Aumento de temperatura afeta agricultura urbana na cidade de São Paulo, relatam produtoras

Na ex-terra da garoa, condições climáticas têm mudado ciclo de colheita das plantas e castigado espécies mais vulneráveis às mudanças bruscas de tempo

Por Letícia Naome

Bem no início da primavera, em um dia quente, já às 9 horas da manhã, onde a conurbação confundia a fronteira de duas cidades, uma horta urbana tinha plantas murchas e mortas – com folhas amareladas. Um solo seco demonstrava o que poderia ser até semanas de falta de chuva. Dois dias depois, no extremo oposto do município, o tempo ficou nublado, com ventos frios, mas, quando o sol fugia das nuvens, esquentava bem quem o sentia. Algumas das plantas locais também estavam sem vida. Falta de cuidado? Aparentemente não: no mesmo dia, a cena se repetiria no extremo norte da cidade. Em um lugar que não parecia mais urbano, pés de alface se encontravam queimados.

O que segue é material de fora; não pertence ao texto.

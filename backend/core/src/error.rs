use thiserror::Error;

/// Top-level error type for the Atlas chat pipeline.
#[derive(Debug, Error)]
pub enum AtlasError {
    /// The chat request was missing a usable `message`.
    #[error("invalid request: {0}")]
    InvalidRequest(String),

    /// The provider credential is absent.
    #[error("misconfigured: {0}")]
    Misconfigured(String),

    /// The provider call failed before any fragment was relayed.
    #[error("LLM provider error ({provider}): {message}")]
    ProviderFailure { provider: String, message: String },

    /// The provider stream failed after relaying had started.
    #[error("stream interrupted: {0}")]
    StreamInterrupted(String),

    /// A success response arrived without a readable body.
    #[error("response stream unavailable")]
    StreamUnavailable,

    #[error("configuration error: {0}")]
    Config(String),

    #[error(transparent)]
    Other(#[from] anyhow::Error),
}

impl AtlasError {
    pub fn provider(provider: impl Into<String>, message: impl Into<String>) -> Self {
        Self::ProviderFailure {
            provider: provider.into(),
            message: message.into(),
        }
    }

    /// Stable snake_case tag used in logs.
    pub fn kind(&self) -> &'static str {
        match self {
            AtlasError::InvalidRequest(_) => "invalid_request",
            AtlasError::Misconfigured(_) => "misconfigured",
            AtlasError::ProviderFailure { .. } => "provider_failure",
            AtlasError::StreamInterrupted(_) => "stream_interrupted",
            AtlasError::StreamUnavailable => "stream_unavailable",
            AtlasError::Config(_) => "config",
            AtlasError::Other(_) => "other",
        }
    }
}

#[cfg(test)]
mod tests {
    use super::*;

    #[test]
    fn test_provider_failure_display() {
        let err = AtlasError::provider("openai", "502 Bad Gateway");
        assert_eq!(
            err.to_string(),
            "LLM provider error (openai): 502 Bad Gateway"
        );
        assert_eq!(err.kind(), "provider_failure");
    }

    #[test]
    fn test_anyhow_conversion() {
        let err: AtlasError = anyhow::anyhow!("boom").into();
        assert_eq!(err.kind(), "other");
        assert_eq!(err.to_string(), "boom");
    }
}
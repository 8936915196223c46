use std::fmt;

use serde::{Deserialize, Serialize};

/// Listing status shown on the property card.
#[derive(Debug, Clone, Copy, Serialize, Deserialize, PartialEq, Eq)]
#[serde(rename_all = "snake_case")]
pub enum PropertyStatus {
    Available,
    Pending,
    Sold,
}

impl fmt::Display for PropertyStatus {
    fn fmt(&self, f: &mut fmt::Formatter<'_>) -> fmt::Result {
        let s = match self {
            PropertyStatus::Available => "available",
            PropertyStatus::Pending => "pending",
            PropertyStatus::Sold => "sold",
        };
        f.write_str(s)
    }
}

/// A catalog listing.
#[derive(Debug, Clone, Serialize, Deserialize, PartialEq)]
#[serde(rename_all = "camelCase")]
pub struct Property {
    pub id: String,
    pub title: String,
    pub address: String,
    pub status: PropertyStatus,
    /// Display text, e.g. `"$1,895,000"`.
    pub price: String,
    pub beds: u32,
    pub baths: f32,
    /// Interior area in square feet.
    pub area: u32,
    pub latitude: f64,
    pub longitude: f64,
    pub highlights: Vec<String>,
}

impl Property {
    /// Snapshot of the display fields used for prompt context.
    pub fn focus(&self) -> PropertyFocus {
        PropertyFocus {
            title: self.title.clone(),
            address: self.address.clone(),
            status: self.status,
            price: self.price.clone(),
            beds: self.beds,
            baths: self.baths,
            area: self.area,
            highlights: self.highlights.clone(),
        }
    }
}

/// The currently selected property, as sent alongside a chat request.
///
/// Deserializes from a full [`Property`] record as well; unknown fields are ignored.
#[derive(Debug, Clone, Serialize, Deserialize, PartialEq)]
#[serde(rename_all = "camelCase")]
pub struct PropertyFocus {
    pub title: String,
    pub address: String,
    pub status: PropertyStatus,
    pub price: String,
    pub beds: u32,
    pub baths: f32,
    pub area: u32,
    #[serde(default)]
    pub highlights: Vec<String>,
}

#[allow(clippy::too_many_arguments)]
fn listing(
    id: &str,
    title: &str,
    address: &str,
    status: PropertyStatus,
    price: &str,
    (beds, baths, area): (u32, f32, u32),
    (latitude, longitude): (f64, f64),
    highlights: &[&str],
) -> Property {
    Property {
        id: id.to_string(),
        title: title.to_string(),
        address: address.to_string(),
        status,
        price: price.to_string(),
        beds,
        baths,
        area,
        latitude,
        longitude,
        highlights: highlights.iter().map(|h| h.to_string()).collect(),
    }
}

/// The fixed listing catalog.
pub fn catalog() -> Vec<Property> {
    vec![
        listing(
            "pac-heights-victorian",
            "Pacific Heights Victorian",
            "2418 Broadway St, San Francisco, CA 94115",
            PropertyStatus::Available,
            "$4,250,000",
            (5, 4.5, 4120),
            (37.7946, -122.4339),
            &[
                "Restored 1890s facade with bay views from the top floor",
                "Chef's kitchen opening to a landscaped south-facing garden",
                "Two-car garage plus an in-law suite with separate entry",
            ],
        ),
        listing(
            "mission-bay-loft",
            "Mission Bay Waterfront Loft",
            "355 Berry St #512, San Francisco, CA 94158",
            PropertyStatus::Pending,
            "$1,185,000",
            (2, 2.0, 1280),
            (37.7740, -122.3935),
            &[
                "Floor-to-ceiling windows over Mission Creek",
                "Walk to Chase Center, UCSF, and Caltrain",
                "Building gym, roof deck, and 24-hour concierge",
            ],
        ),
        listing(
            "noe-valley-craftsman",
            "Noe Valley Craftsman",
            "4127 24th St, San Francisco, CA 94114",
            PropertyStatus::Available,
            "$2,395,000",
            (3, 2.0, 1960),
            (37.7515, -122.4354),
            &[
                "Original built-ins and a remodeled primary suite",
                "Steps to 24th Street cafes and the J-Church line",
                "Deep lot with permitted ADU plans",
            ],
        ),
        listing(
            "outer-sunset-ocean-view",
            "Outer Sunset Ocean-View Home",
            "1847 47th Ave, San Francisco, CA 94122",
            PropertyStatus::Sold,
            "$1,620,000",
            (3, 2.5, 1740),
            (37.7531, -122.5068),
            &[
                "Top-floor great room with Pacific views",
                "Two blocks to Ocean Beach and the Great Highway park",
                "Solar array with battery backup",
            ],
        ),
    ]
}

/// Look up a catalog listing by id.
pub fn find_property(id: &str) -> Option<Property> {
    catalog().into_iter().find(|p| p.id == id)
}

#[cfg(test)]
mod tests {
    use super::*;
    use serde_json::json;

    #[test]
    fn test_catalog_ids_unique() {
        let properties = catalog();
        let mut ids: Vec<&str> = properties.iter().map(|p| p.id.as_str()).collect();
        ids.sort();
        ids.dedup();
        assert_eq!(ids.len(), properties.len());
    }

    #[test]
    fn test_find_property() {
        let found = find_property("noe-valley-craftsman").unwrap();
        assert_eq!(found.title, "Noe Valley Craftsman");
        assert!(find_property("missing").is_none());
    }

    #[test]
    fn test_focus_deserializes_from_full_record() {
        let property = catalog().remove(0);
        let value = serde_json::to_value(&property).unwrap();
        let focus: PropertyFocus = serde_json::from_value(value).unwrap();
        assert_eq!(focus, property.focus());
    }

    #[test]
    fn test_status_wire_format() {
        let value = serde_json::to_value(PropertyStatus::Pending).unwrap();
        assert_eq!(value, json!("pending"));
        assert_eq!(PropertyStatus::Sold.to_string(), "sold");
    }
}
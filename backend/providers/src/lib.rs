//! Streaming LLM providers for the Atlas chat proxy.

pub mod mock;
pub mod openai;
pub mod sse;

pub use mock::MockProvider;
pub use openai::OpenAiProvider;
pub use sse::{SseDecoder, SseEvent};
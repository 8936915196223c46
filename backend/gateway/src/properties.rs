//! Read-only property catalog endpoints.

use axum::{
    extract::{Path, State},
    http::StatusCode,
    response::{IntoResponse, Response},
    Json,
};
use serde_json::json;

use atlas_core::Property;

use crate::server::GatewayState;

/// Handler for `GET /api/properties`
pub async fn list_properties(State(state): State<GatewayState>) -> Json<Vec<Property>> {
    Json(state.properties().to_vec())
}

/// Handler for `GET /api/properties/:id`
pub async fn get_property(
    State(state): State<GatewayState>,
    Path(id): Path<String>,
) -> Response {
    match state.properties().iter().find(|p| p.id == id) {
        Some(property) => Json(property.clone()).into_response(),
        None => (
            StatusCode::NOT_FOUND,
            Json(json!({ "error": format!("Unknown property: {id}") })),
        )
            .into_response(),
    }
}
//! Structured logging components for Atlas.
//!
//! Console plus optional rolling JSON file output, and secret redaction for
//! values that end up in log fields.

pub mod logger;
pub mod redact;

pub use logger::init_logger;
pub use redact::redact_sensitive_data;
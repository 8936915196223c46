//! Health API
//!
//! Reports process liveness and whether the provider credential is present.

use axum::{extract::State, Json};
use chrono::{DateTime, Utc};
use serde::Serialize;

use crate::server::GatewayState;

#[derive(Debug, Serialize)]
pub struct HealthReport {
    pub status: &'static str,
    pub service: &'static str,
    pub version: &'static str,
    pub provider: String,
    pub provider_configured: bool,
    pub model: String,
    pub uptime_seconds: u64,
    pub timestamp: DateTime<Utc>,
}

/// Handler for `GET /api/health`
pub async fn get_health(State(state): State<GatewayState>) -> Json<HealthReport> {
    let provider = state.provider();
    Json(HealthReport {
        status: "ok",
        service: "atlas",
        version: env!("CARGO_PKG_VERSION"),
        provider: provider.name().to_string(),
        provider_configured: provider.is_configured(),
        model: state.model().to_string(),
        uptime_seconds: state.uptime().as_secs(),
        timestamp: Utc::now(),
    })
}
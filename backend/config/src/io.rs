//! Config file discovery and reading.

use crate::schema::AtlasConfig;
use anyhow::{Context, Result};
use serde_json::Value;
use std::path::{Path, PathBuf};
use tokio::fs;
use tracing::{debug, info};

/// Default config file name within the config directory.
const CONFIG_FILE_NAME: &str = "config.yaml";

/// Resolve the Atlas config directory.
/// Priority: `ATLAS_CONFIG_DIR` env > `~/.atlas/`
pub fn config_dir() -> PathBuf {
    if let Ok(dir) = std::env::var("ATLAS_CONFIG_DIR") {
        return PathBuf::from(dir);
    }
    match dirs::home_dir() {
        Some(home) => home.join(".atlas"),
        None => PathBuf::from(".atlas"),
    }
}

/// Resolve the full path to the main config file.
pub fn config_file_path(config_dir: &Path) -> PathBuf {
    config_dir.join(CONFIG_FILE_NAME)
}

/// Read the raw config file as a JSON value tree.
///
/// Returns an empty object if the file doesn't exist (first run).
pub async fn load_raw_config(path: &Path) -> Result<Value> {
    if !path.exists() {
        debug!(path = %path.display(), "Config file does not exist; using defaults");
        return Ok(Value::Object(Default::default()));
    }

    let raw = fs::read_to_string(path)
        .await
        .with_context(|| format!("Failed to read config file: {}", path.display()))?;

    if raw.trim().is_empty() {
        return Ok(Value::Object(Default::default()));
    }

    let value: Value = serde_yaml::from_str(&raw)
        .with_context(|| format!("Failed to parse config YAML at: {}", path.display()))?;

    info!(path = %path.display(), "Loaded config");
    Ok(value)
}

/// Read and deserialize the config file without env processing.
pub async fn load_config(path: &Path) -> Result<AtlasConfig> {
    let value = load_raw_config(path).await?;
    serde_json::from_value(value)
        .with_context(|| format!("Invalid config structure in: {}", path.display()))
}

#[cfg(test)]
mod tests {
    use super::*;
    use std::io::Write;

    #[tokio::test]
    async fn test_missing_file_yields_defaults() {
        let dir = tempfile::tempdir().unwrap();
        let config = load_config(&dir.path().join("absent.yaml")).await.unwrap();
        assert_eq!(config, AtlasConfig::default());
    }

    #[tokio::test]
    async fn test_reads_yaml_file() {
        let mut file = tempfile::NamedTempFile::new().unwrap();
        writeln!(file, "server:\n  port: 7070\nlogging:\n  level: debug").unwrap();
        let config = load_config(file.path()).await.unwrap();
        assert_eq!(config.server.port, 7070);
        assert_eq!(config.logging.level, "debug");
    }

    #[tokio::test]
    async fn test_malformed_yaml_is_error() {
        let mut file = tempfile::NamedTempFile::new().unwrap();
        writeln!(file, "server: [unclosed").unwrap();
        let err = load_config(file.path()).await.unwrap_err();
        assert!(err.to_string().contains("Failed to parse config YAML"));
    }

    #[test]
    fn test_config_file_path() {
        let path = config_file_path(Path::new("/etc/atlas"));
        assert_eq!(path, PathBuf::from("/etc/atlas/config.yaml"));
    }
}
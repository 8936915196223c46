//! Config redaction: produce safe-to-share config snapshots by masking secrets.

use serde_json::Value;

/// Field names (case-insensitive) whose string values are masked.
const SECRET_FIELDS: [&str; 5] = ["apikey", "api_key", "token", "secret", "password"];

/// Copy of `value` with every secret field masked.
///
/// Safe to log or print from `atlas config`.
pub fn redact(value: &Value) -> Value {
    match value {
        Value::Object(map) => Value::Object(
            map.iter()
                .map(|(field, inner)| {
                    let masked = match inner {
                        Value::String(secret) if is_secret_field(field) => mask(secret),
                        other => redact(other),
                    };
                    (field.clone(), masked)
                })
                .collect(),
        ),
        Value::Array(items) => Value::Array(items.iter().map(redact).collect()),
        other => other.clone(),
    }
}

fn is_secret_field(field: &str) -> bool {
    SECRET_FIELDS.iter().any(|name| name.eq_ignore_ascii_case(field))
}

/// Keep a four-character prefix of long secrets so keys stay recognisable.
fn mask(secret: &str) -> Value {
    let masked = match secret.chars().count() {
        0 => String::new(),
        1..=8 => "***".to_string(),
        _ => format!("{}***", secret.chars().take(4).collect::<String>()),
    };
    Value::String(masked)
}
//! Incremental UTF-8 decoding of a chunked byte stream.
//!
//! Chunk boundaries can split a multi-byte character. The decoder holds the
//! incomplete tail until the next chunk completes it.

/// Streaming UTF-8 decoder. Invalid sequences become U+FFFD.
#[derive(Debug, Default)]
pub struct Utf8ChunkDecoder {
    pending: Vec<u8>,
}

impl Utf8ChunkDecoder {
    pub fn new() -> Self {
        Self::default()
    }

    /// Decode as much of `chunk` (plus any carried bytes) as is complete.
    pub fn decode(&mut self, chunk: &[u8]) -> String {
        self.pending.extend_from_slice(chunk);
        let mut out = String::new();
        let mut start = 0;

        loop {
            match std::str::from_utf8(&self.pending[start..]) {
                Ok(valid) => {
                    out.push_str(valid);
                    start = self.pending.len();
                    break;
                }
                Err(e) => {
                    let valid_end = start + e.valid_up_to();
                    out.push_str(&String::from_utf8_lossy(&self.pending[start..valid_end]));
                    match e.error_len() {
                        Some(bad) => {
                            out.push(char::REPLACEMENT_CHARACTER);
                            start = valid_end + bad;
                        }
                        None => {
                            start = valid_end;
                            break;
                        }
                    }
                }
            }
        }

        self.pending.drain(..start);
        out
    }

    /// Flush at end of stream. A dangling partial sequence becomes U+FFFD.
    pub fn finish(&mut self) -> String {
        if self.pending.is_empty() {
            return String::new();
        }
        self.pending.clear();
        char::REPLACEMENT_CHARACTER.to_string()
    }

    pub fn has_pending(&self) -> bool {
        !self.pending.is_empty()
    }
}

#[cfg(test)]
mod tests {
    use super::*;

    #[test]
    fn test_plain_ascii() {
        let mut decoder = Utf8ChunkDecoder::new();
        assert_eq!(decoder.decode(b"Hel"), "Hel");
        assert_eq!(decoder.decode(b"lo"), "lo");
        assert_eq!(decoder.finish(), "");
    }

    #[test]
    fn test_split_multibyte_character() {
        let bytes = "café 🏡".as_bytes();
        // Split inside 'é' and inside the emoji.
        let (a, rest) = bytes.split_at(4);
        let (b, c) = rest.split_at(4);

        let mut decoder = Utf8ChunkDecoder::new();
        let mut text = decoder.decode(a);
        assert_eq!(text, "caf");
        assert!(decoder.has_pending());
        text.push_str(&decoder.decode(b));
        text.push_str(&decoder.decode(c));
        text.push_str(&decoder.finish());
        assert_eq!(text, "café 🏡");
    }

    #[test]
    fn test_byte_at_a_time() {
        let source = "Noe Valley · 3 bd · 2.5 ba · café";
        let mut decoder = Utf8ChunkDecoder::new();
        let text: String = source
            .as_bytes()
            .iter()
            .map(|b| decoder.decode(std::slice::from_ref(b)))
            .collect();
        assert_eq!(text, source);
    }

    #[test]
    fn test_invalid_and_truncated_bytes() {
        let mut decoder = Utf8ChunkDecoder::new();
        assert_eq!(decoder.decode(b"a\xffb"), "a\u{fffd}b");
        assert_eq!(decoder.decode(b"\xe2\x82"), "");
        assert_eq!(decoder.finish(), "\u{fffd}");
        assert!(!decoder.has_pending());
    }
}
mod api;
mod chat_cmd;
mod config;
mod properties_cmd;
mod serve_cmd;
mod status_cmd;
mod terminal_output;

use std::path::{Path, PathBuf};

use anyhow::Result;
use clap::{Parser, Subcommand};
use tracing::{info, warn};

use atlas_config::{validate, AtlasConfig};
use atlas_logging::init_logger;

use chat_cmd::ChatOptions;

#[derive(Parser)]
#[command(name = "atlas")]
#[command(about = "Atlas: streaming AI chat for San Francisco property listings")]
#[command(version)]
struct Cli {
    /// Config file (defaults to $ATLAS_CONFIG or ~/.atlas/config.yaml)
    #[arg(long, global = true)]
    config: Option<PathBuf>,

    #[command(subcommand)]
    command: Commands,
}

#[derive(Subcommand)]
enum Commands {
    /// Start the chat gateway
    Serve {
        /// Port to bind the HTTP server to
        #[arg(short, long)]
        port: Option<u16>,
        /// Address to bind the HTTP server to
        #[arg(long)]
        bind: Option<String>,
    },
    /// Chat with the assistant in this terminal
    Chat {
        /// Property id to focus on first
        #[arg(short, long)]
        property: Option<String>,
        /// Gateway base URL
        #[arg(long)]
        server: Option<String>,
        /// Prior messages sent with each turn
        #[arg(long)]
        history_window: Option<usize>,
    },
    /// List the property catalog
    Properties {
        /// Gateway base URL
        #[arg(long)]
        server: Option<String>,
        /// Skip the gateway and print the built-in catalog
        #[arg(long)]
        offline: bool,
    },
    /// Check whether a gateway is running
    Status {
        /// Gateway base URL
        #[arg(long)]
        server: Option<String>,
    },
    /// Print the effective configuration with secrets masked
    Config,
}

#[tokio::main]
async fn main() -> Result<()> {
    let cli = Cli::parse();
    let (path, mut config) = config::load(cli.config.as_deref()).await?;

    // Keep the chat screen clear of routine logs unless RUST_LOG asks for them.
    let level = match cli.command {
        Commands::Chat { .. } => "warn",
        _ => config.logging.level.as_str(),
    };
    init_logger(level, config.logging.dir.as_deref().map(Path::new));
    report_config(&path, &config);

    match cli.command {
        Commands::Serve { port, bind } => {
            if let Some(port) = port {
                config.server.port = port;
            }
            if let Some(bind) = bind {
                config.server.bind_address = bind;
            }
            serve_cmd::run(&config).await?;
        }
        Commands::Chat {
            property,
            server,
            history_window,
        } => {
            chat_cmd::run(ChatOptions {
                server_url: server.unwrap_or(config.chat.server_url),
                history_window: history_window.unwrap_or(config.chat.history_window),
                property,
            })
            .await?;
        }
        Commands::Properties { server, offline } => {
            properties_cmd::run(&server.unwrap_or(config.chat.server_url), offline).await?;
        }
        Commands::Status { server } => {
            status_cmd::run(&server.unwrap_or(config.chat.server_url)).await?;
        }
        Commands::Config => {
            println!("# {}", path.display());
            println!(
                "{}",
                serde_json::to_string_pretty(&config::redacted_view(&config)?)?
            );
        }
    }

    Ok(())
}

/// Config warnings surface once the subscriber is installed.
fn report_config(path: &Path, config: &AtlasConfig) {
    info!(path = %path.display(), "Configuration loaded");
    for warning in validate(config).warnings {
        warn!(path = %warning.path, message = %warning.message, "Config warning");
    }
}
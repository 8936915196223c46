//! In-memory transcript and the fragment reducer.
//!
//! The transcript is append-only. The one exception is the open stream
//! message, whose content grows in place until the stream is closed.

use uuid::Uuid;

use atlas_core::{ChatMessage, ChatRole, HistoryEntry};

/// Fold one decoded fragment into the prior message content.
pub fn append_fragment(prior: &str, fragment: &str) -> String {
    let mut next = String::with_capacity(prior.len() + fragment.len());
    next.push_str(prior);
    next.push_str(fragment);
    next
}

#[derive(Debug, Clone, Default)]
pub struct Transcript {
    messages: Vec<ChatMessage>,
    streaming: Option<Uuid>,
}

impl Transcript {
    pub fn new() -> Self {
        Self::default()
    }

    pub fn messages(&self) -> &[ChatMessage] {
        &self.messages
    }

    pub fn len(&self) -> usize {
        self.messages.len()
    }

    pub fn is_empty(&self) -> bool {
        self.messages.is_empty()
    }

    pub fn get(&self, id: Uuid) -> Option<&ChatMessage> {
        self.messages.iter().rev().find(|m| m.id == id)
    }

    pub fn push(&mut self, message: ChatMessage) -> &ChatMessage {
        self.messages.push(message);
        &self.messages[self.messages.len() - 1]
    }

    /// Append an empty assistant message and make it the growth target.
    ///
    /// Any previously open stream is closed first.
    pub fn open_stream(&mut self) -> Uuid {
        self.close_stream();
        let message = ChatMessage::assistant(String::new());
        let id = message.id;
        self.messages.push(message);
        self.streaming = Some(id);
        id
    }

    /// Grow the open stream message. Returns `None` if `id` is not open.
    pub fn append_to_stream(&mut self, id: Uuid, fragment: &str) -> Option<&ChatMessage> {
        if self.streaming != Some(id) {
            return None;
        }
        let message = self.messages.iter_mut().rev().find(|m| m.id == id)?;
        message.content = append_fragment(&message.content, fragment);
        Some(message)
    }

    /// Freeze the open stream message, if any.
    pub fn close_stream(&mut self) -> Option<Uuid> {
        self.streaming.take()
    }

    pub fn streaming_id(&self) -> Option<Uuid> {
        self.streaming
    }

    /// The last `window` messages, oldest first, in wire form.
    pub fn history(&self, window: usize) -> Vec<HistoryEntry> {
        let start = self.messages.len().saturating_sub(window);
        self.messages[start..]
            .iter()
            .map(ChatMessage::to_history)
            .collect()
    }

    pub fn assistant_mentions(&self, needle: &str) -> bool {
        self.messages
            .iter()
            .any(|m| m.role == ChatRole::Assistant && m.content.contains(needle))
    }
}
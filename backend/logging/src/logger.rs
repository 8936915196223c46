//! Structured Logger
//!
//! Wraps `tracing` to provide console output, optional daily-rotated NDJSON
//! files, and environment-based level control.

use std::path::Path;
use tracing_appender::rolling::{RollingFileAppender, Rotation};
use tracing_subscriber::{fmt, layer::SubscriberExt, util::SubscriberInitExt, EnvFilter};

/// Initialize the global structured logger.
///
/// `RUST_LOG` takes precedence over `level`. When `log_dir` is set, JSON lines
/// are also written to `<log_dir>/atlas.log.YYYY-MM-DD`. Calling this twice is
/// harmless; the second call leaves the first subscriber in place.
pub fn init_logger(level: &str, log_dir: Option<&Path>) {
    let env_filter = EnvFilter::try_from_default_env().unwrap_or_else(|_| EnvFilter::new(level));

    // Logs go to stderr so `atlas chat` can stream replies on stdout.
    let console_layer = fmt::layer()
        .with_writer(std::io::stderr)
        .with_target(false);

    let file_layer = log_dir.map(|dir| {
        let file_appender = RollingFileAppender::new(Rotation::DAILY, dir, "atlas.log");
        fmt::layer()
            .json()
            .with_writer(file_appender)
            .with_ansi(false)
    });

    let _ = tracing_subscriber::registry()
        .with(env_filter)
        .with(console_layer)
        .with(file_layer)
        .try_init();
}
//! Main HTTP server and routing.

use std::future::Future;
use std::sync::Arc;
use std::time::{Duration, Instant};

use anyhow::Result;
use axum::{
    routing::{get, post},
    Router,
};
use tokio::net::TcpListener;
use tower_http::cors::CorsLayer;
use tower_http::trace::TraceLayer;
use tracing::{info, instrument};

use atlas_core::{catalog, LlmProvider, Property};

use crate::{chat, health_api, properties};

/// Application state shared across routes.
///
/// Immutable after startup; requests share nothing mutable.
#[derive(Clone)]
pub struct GatewayState {
    inner: Arc<StateInner>,
}

struct StateInner {
    provider: Arc<dyn LlmProvider>,
    model: String,
    properties: Vec<Property>,
    started_at: Instant,
}

impl GatewayState {
    pub fn new(provider: Arc<dyn LlmProvider>, model: impl Into<String>) -> Self {
        Self::with_properties(provider, model, catalog())
    }

    pub fn with_properties(
        provider: Arc<dyn LlmProvider>,
        model: impl Into<String>,
        properties: Vec<Property>,
    ) -> Self {
        Self {
            inner: Arc::new(StateInner {
                provider,
                model: model.into(),
                properties,
                started_at: Instant::now(),
            }),
        }
    }

    pub fn provider(&self) -> Arc<dyn LlmProvider> {
        Arc::clone(&self.inner.provider)
    }

    pub fn model(&self) -> &str {
        &self.inner.model
    }

    pub fn properties(&self) -> &[Property] {
        &self.inner.properties
    }

    pub fn uptime(&self) -> Duration {
        self.inner.started_at.elapsed()
    }
}

/// Build the router with all API routes.
pub fn build_router(state: GatewayState) -> Router {
    Router::new()
        .route("/api/health", get(health_api::get_health))
        .route("/api/chat", post(chat::chat))
        .route("/api/properties", get(properties::list_properties))
        .route("/api/properties/:id", get(properties::get_property))
        .with_state(state)
        .layer(TraceLayer::new_for_http())
}

/// Bind `addr` and serve until `shutdown` resolves.
#[instrument(skip(state, shutdown))]
pub async fn start_server(
    addr: &str,
    state: GatewayState,
    cors_permissive: bool,
    shutdown: impl Future<Output = ()> + Send + 'static,
) -> Result<()> {
    let mut app = build_router(state);
    if cors_permissive {
        app = app.layer(CorsLayer::permissive());
    }

    let listener = TcpListener::bind(addr).await?;
    info!(addr = %listener.local_addr()?, "Chat gateway listening");

    axum::serve(listener, app)
        .with_graceful_shutdown(shutdown)
        .await?;

    info!("Chat gateway stopped");
    Ok(())
}
//! `atlas properties`: list the catalog.

use anyhow::Result;

use atlas_core::{catalog, Property};

use crate::api::GatewayClient;
use crate::terminal_output::{note_warn, render_table};

const HEADERS: [&str; 7] = ["ID", "TITLE", "STATUS", "PRICE", "BEDS", "BATHS", "SQFT"];

/// Print the gateway's catalog, or the built-in one when offline.
pub async fn run(server_url: &str, offline: bool) -> Result<()> {
    let properties = if offline {
        catalog()
    } else {
        match GatewayClient::new(server_url).properties().await {
            Ok(properties) => properties,
            Err(e) => {
                note_warn(&format!("{e:#}; showing the built-in catalog"));
                catalog()
            }
        }
    };

    print!("{}", render_table(&HEADERS, &property_rows(&properties)));
    Ok(())
}

pub fn property_rows(properties: &[Property]) -> Vec<Vec<String>> {
    properties
        .iter()
        .map(|p| {
            vec![
                p.id.clone(),
                p.title.clone(),
                p.status.to_string(),
                p.price.clone(),
                p.beds.to_string(),
                p.baths.to_string(),
                p.area.to_string(),
            ]
        })
        .collect()
}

O clima da cidade de São Paulo tem dificultado agricultoras em suas plantações na região do Alto do Tietê – conhecida pela relevância do cultivo de hortaliças, aponta o estudo da Fundação Getúlio Vargas (FGV) Adaptação às mudanças climáticas pela agricultura familiar no Cinturão Verde de São Paulo. Antigamente, terra da garoa, a temperatura média local era menor, afirma o professor do Instituto de Astronomia, Geofísica e Ciências Atmosféricas da Universidade de São Paulo (IAG-USP) com quem conversei, Fabio Luiz Teixeira Goncalves. 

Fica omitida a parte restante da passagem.